Saved data entries:
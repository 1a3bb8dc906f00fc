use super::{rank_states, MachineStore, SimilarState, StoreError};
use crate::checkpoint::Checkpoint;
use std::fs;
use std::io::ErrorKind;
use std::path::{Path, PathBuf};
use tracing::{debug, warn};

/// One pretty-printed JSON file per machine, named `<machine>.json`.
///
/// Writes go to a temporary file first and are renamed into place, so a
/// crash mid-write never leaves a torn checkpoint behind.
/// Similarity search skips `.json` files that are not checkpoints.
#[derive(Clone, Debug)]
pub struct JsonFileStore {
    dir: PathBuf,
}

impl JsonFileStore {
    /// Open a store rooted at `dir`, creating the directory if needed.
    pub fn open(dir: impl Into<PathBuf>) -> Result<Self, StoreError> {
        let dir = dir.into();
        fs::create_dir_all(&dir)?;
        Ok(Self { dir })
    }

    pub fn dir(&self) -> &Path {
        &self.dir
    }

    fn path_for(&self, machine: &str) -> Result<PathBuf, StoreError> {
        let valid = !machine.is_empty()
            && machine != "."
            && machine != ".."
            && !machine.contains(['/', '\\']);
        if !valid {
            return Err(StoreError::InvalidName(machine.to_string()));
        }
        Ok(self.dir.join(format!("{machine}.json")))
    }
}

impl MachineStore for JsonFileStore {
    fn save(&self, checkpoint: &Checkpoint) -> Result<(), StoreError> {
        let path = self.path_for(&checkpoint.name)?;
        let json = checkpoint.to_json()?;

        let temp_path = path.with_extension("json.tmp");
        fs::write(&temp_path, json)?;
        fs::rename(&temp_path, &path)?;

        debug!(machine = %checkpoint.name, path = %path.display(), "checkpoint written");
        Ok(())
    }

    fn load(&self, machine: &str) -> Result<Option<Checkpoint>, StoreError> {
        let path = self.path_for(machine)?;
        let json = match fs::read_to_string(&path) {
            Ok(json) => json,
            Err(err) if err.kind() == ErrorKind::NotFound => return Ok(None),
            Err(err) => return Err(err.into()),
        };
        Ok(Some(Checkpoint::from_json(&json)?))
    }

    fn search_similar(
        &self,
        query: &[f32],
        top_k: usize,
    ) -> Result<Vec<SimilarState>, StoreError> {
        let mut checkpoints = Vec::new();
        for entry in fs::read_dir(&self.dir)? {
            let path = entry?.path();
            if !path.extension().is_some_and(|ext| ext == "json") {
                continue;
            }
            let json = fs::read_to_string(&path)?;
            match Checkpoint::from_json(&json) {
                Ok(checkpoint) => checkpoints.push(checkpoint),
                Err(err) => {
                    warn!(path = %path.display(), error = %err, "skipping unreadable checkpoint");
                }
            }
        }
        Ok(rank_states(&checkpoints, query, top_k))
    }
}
==
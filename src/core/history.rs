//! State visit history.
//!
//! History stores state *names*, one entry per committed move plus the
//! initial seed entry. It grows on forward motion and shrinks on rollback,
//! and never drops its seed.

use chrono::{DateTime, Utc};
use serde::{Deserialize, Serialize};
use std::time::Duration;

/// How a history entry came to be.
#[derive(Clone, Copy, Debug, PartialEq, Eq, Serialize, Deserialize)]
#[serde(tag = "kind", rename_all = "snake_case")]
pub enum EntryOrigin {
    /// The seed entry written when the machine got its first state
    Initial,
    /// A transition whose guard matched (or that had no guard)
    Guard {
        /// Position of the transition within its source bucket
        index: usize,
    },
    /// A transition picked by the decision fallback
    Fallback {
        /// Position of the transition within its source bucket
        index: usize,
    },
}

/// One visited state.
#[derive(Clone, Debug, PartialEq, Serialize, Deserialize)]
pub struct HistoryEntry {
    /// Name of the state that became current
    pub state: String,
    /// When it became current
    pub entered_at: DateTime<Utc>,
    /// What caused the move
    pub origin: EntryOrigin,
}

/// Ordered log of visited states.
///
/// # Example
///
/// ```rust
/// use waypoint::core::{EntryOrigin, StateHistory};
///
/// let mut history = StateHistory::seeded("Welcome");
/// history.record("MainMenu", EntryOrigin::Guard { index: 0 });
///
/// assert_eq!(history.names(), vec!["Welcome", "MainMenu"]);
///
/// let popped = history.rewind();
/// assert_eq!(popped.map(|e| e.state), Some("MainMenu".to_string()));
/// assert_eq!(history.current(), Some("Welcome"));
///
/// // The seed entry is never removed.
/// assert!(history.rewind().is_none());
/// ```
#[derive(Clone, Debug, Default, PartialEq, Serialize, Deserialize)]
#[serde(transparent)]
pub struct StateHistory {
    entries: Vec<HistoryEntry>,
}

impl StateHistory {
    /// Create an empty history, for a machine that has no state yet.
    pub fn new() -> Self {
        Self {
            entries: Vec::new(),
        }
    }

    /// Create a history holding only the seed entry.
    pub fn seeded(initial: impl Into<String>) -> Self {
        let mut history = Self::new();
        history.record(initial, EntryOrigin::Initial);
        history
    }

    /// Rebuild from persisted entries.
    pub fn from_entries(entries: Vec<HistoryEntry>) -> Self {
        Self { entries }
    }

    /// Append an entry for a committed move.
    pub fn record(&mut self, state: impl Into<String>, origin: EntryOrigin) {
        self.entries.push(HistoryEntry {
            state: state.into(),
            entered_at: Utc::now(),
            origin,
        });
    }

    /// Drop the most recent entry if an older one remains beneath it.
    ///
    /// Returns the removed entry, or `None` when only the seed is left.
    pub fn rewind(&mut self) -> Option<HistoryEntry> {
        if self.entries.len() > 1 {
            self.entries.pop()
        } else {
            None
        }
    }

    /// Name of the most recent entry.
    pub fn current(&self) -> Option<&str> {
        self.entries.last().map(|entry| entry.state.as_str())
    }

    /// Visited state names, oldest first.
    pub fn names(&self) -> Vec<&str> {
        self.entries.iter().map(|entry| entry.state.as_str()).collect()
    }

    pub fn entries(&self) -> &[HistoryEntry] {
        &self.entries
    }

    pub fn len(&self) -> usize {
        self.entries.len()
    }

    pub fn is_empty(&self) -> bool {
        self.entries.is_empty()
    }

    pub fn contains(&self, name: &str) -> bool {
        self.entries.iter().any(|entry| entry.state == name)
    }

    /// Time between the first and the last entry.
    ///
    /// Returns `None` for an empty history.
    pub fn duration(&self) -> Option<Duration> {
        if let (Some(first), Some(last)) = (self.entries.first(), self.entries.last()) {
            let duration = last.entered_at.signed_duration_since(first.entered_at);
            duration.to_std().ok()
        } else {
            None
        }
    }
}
* * *
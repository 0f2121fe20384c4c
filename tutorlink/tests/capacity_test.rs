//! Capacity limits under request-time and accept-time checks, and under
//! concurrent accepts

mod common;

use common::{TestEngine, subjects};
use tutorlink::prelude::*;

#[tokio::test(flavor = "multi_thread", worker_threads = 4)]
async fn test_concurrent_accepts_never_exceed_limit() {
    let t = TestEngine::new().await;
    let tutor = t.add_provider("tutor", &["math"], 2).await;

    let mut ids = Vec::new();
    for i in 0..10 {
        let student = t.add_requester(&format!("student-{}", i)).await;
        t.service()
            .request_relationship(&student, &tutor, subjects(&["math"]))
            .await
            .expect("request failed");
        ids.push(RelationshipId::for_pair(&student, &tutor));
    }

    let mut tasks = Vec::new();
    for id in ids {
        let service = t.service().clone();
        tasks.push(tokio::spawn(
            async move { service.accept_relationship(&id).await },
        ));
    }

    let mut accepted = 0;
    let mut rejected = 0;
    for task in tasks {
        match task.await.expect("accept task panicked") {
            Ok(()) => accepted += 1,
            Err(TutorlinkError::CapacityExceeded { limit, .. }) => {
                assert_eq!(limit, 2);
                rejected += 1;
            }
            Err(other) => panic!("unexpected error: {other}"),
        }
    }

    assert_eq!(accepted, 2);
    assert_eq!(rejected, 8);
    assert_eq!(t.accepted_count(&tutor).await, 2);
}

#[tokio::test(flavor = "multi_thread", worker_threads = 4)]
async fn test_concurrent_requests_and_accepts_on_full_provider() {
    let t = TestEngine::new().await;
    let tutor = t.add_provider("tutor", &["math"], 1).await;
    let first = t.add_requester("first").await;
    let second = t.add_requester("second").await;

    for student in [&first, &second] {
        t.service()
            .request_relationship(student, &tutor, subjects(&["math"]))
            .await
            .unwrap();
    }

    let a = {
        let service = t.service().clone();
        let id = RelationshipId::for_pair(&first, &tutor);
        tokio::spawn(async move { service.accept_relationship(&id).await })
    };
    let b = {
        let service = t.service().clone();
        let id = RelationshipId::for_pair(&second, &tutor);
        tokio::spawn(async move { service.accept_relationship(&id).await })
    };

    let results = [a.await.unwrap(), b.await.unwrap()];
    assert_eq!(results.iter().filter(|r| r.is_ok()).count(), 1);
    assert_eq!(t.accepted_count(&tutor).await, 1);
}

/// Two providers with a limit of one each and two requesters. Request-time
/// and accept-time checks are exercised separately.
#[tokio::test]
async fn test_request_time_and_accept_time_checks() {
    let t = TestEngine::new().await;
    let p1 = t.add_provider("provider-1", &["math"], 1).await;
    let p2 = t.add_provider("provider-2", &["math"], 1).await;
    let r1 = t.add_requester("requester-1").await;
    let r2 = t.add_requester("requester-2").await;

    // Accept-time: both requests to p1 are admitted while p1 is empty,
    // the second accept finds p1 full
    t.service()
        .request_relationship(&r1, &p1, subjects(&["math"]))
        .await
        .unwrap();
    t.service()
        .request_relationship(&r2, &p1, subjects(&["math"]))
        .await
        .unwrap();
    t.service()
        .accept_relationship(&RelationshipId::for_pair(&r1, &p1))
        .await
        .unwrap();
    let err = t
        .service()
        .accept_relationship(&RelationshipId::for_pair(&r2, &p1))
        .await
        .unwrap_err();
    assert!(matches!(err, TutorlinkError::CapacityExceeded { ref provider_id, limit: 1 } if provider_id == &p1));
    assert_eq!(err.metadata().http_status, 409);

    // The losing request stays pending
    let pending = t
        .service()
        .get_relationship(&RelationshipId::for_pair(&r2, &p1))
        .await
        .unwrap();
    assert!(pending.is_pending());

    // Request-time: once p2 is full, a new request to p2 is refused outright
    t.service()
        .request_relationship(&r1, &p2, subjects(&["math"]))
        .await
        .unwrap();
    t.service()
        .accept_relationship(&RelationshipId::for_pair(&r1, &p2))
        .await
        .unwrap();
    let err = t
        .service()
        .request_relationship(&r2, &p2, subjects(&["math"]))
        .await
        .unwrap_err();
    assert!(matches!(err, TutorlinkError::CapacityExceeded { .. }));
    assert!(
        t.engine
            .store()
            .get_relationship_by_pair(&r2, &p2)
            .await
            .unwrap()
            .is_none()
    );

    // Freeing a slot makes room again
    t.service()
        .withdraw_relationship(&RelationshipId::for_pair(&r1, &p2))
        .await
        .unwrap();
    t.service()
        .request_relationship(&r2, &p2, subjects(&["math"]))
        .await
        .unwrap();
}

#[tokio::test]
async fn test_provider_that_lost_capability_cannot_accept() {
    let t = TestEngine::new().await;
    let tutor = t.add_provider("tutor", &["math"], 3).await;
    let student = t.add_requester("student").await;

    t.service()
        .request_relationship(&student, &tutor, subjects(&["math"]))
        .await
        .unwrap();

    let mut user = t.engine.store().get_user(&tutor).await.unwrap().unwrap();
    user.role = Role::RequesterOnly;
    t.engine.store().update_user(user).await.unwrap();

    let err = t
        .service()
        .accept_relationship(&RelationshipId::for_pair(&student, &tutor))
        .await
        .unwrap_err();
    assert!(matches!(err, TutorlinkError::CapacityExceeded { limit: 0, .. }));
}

▶ _Task_
Among the entries, find every line holding "StateHistory" and return it.

▶ _Solution_
/// use waypoint::core::{EntryOrigin, StateHistory};
/// let mut history = StateHistory::seeded("Welcome");
pub struct StateHistory {
impl StateHistory {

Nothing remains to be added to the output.